*** Block opens ***

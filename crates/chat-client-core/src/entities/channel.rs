//! Channel entity and kind codes as the channel service understands them

use chrono::{DateTime, Utc};
use serde::{Deserialize, Serialize};

use crate::value_objects::Snowflake;

/// Channel kind enum with the service's integer codes
///
/// Voice channels exist in the protocol but cannot be created from the
/// client yet, so `Voice` is carried in the enum while staying unselectable.
#[derive(Debug, Clone, Copy, PartialEq, Eq, Hash, Serialize, Deserialize, Default)]
#[repr(u8)]
pub enum ChannelKind {
    /// Guild text channel
    #[default]
    Text = 0,
    /// Guild voice channel (not yet creatable)
    Voice = 2,
}

impl ChannelKind {
    /// Get the numeric wire code
    #[inline]
    #[must_use]
    pub const fn as_i32(self) -> i32 {
        self as i32
    }

    /// Parse a wire code, rejecting anything outside the enumerated set
    #[must_use]
    pub fn from_code(code: i32) -> Option<Self> {
        match code {
            0 => Some(Self::Text),
            2 => Some(Self::Voice),
            _ => None,
        }
    }

    /// Whether the creation form offers this kind
    #[inline]
    #[must_use]
    pub const fn is_selectable(self) -> bool {
        matches!(self, Self::Text)
    }
}

impl From<ChannelKind> for i32 {
    fn from(kind: ChannelKind) -> Self {
        kind.as_i32()
    }
}

/// Channel entity as returned by the channel service
///
/// The form treats this as an opaque success payload; nothing here is
/// interpreted beyond logging the new channel's id.
#[derive(Debug, Clone, PartialEq, Eq, Serialize, Deserialize)]
pub struct Channel {
    pub id: Snowflake,
    pub guild_id: Snowflake,
    pub name: String,
    pub kind: ChannelKind,
    pub parent_id: Option<Snowflake>,
    pub created_at: DateTime<Utc>,
}

impl Channel {
    /// Create a new guild text channel value
    #[must_use]
    pub fn new_text(id: Snowflake, guild_id: Snowflake, name: String) -> Self {
        Self {
            id,
            guild_id,
            name,
            kind: ChannelKind::Text,
            parent_id: None,
            created_at: Utc::now(),
        }
    }

    /// Check if this channel sits under a category
    #[inline]
    #[must_use]
    pub fn has_parent(&self) -> bool {
        self.parent_id.is_some()
    }
}

#[cfg(test)]
mod tests {
    use super::*;

    #[test]
    fn test_kind_codes() {
        assert_eq!(ChannelKind::Text.as_i32(), 0);
        assert_eq!(ChannelKind::Voice.as_i32(), 2);
        assert_eq!(ChannelKind::from_code(0), Some(ChannelKind::Text));
        assert_eq!(ChannelKind::from_code(2), Some(ChannelKind::Voice));
        assert_eq!(ChannelKind::from_code(1), None);
        assert_eq!(ChannelKind::from_code(99), None);
    }

    #[test]
    fn test_kind_defaults_to_text() {
        assert_eq!(ChannelKind::default(), ChannelKind::Text);
    }

    #[test]
    fn test_only_text_is_selectable() {
        assert!(ChannelKind::Text.is_selectable());
        assert!(!ChannelKind::Voice.is_selectable());
    }

    #[test]
    fn test_text_channel() {
        let channel = Channel::new_text(
            Snowflake::new(1),
            Snowflake::new(100),
            "general".to_string(),
        );
        assert_eq!(channel.kind, ChannelKind::Text);
        assert!(!channel.has_parent());
    }
}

*** Block closes ***

* _Problem_: The string "wire" marks the lines to return from the material. Copy each one.

* _Written answer_:
    /// Get the numeric wire code
    /// Parse a wire code, rejecting anything outside the enumerated set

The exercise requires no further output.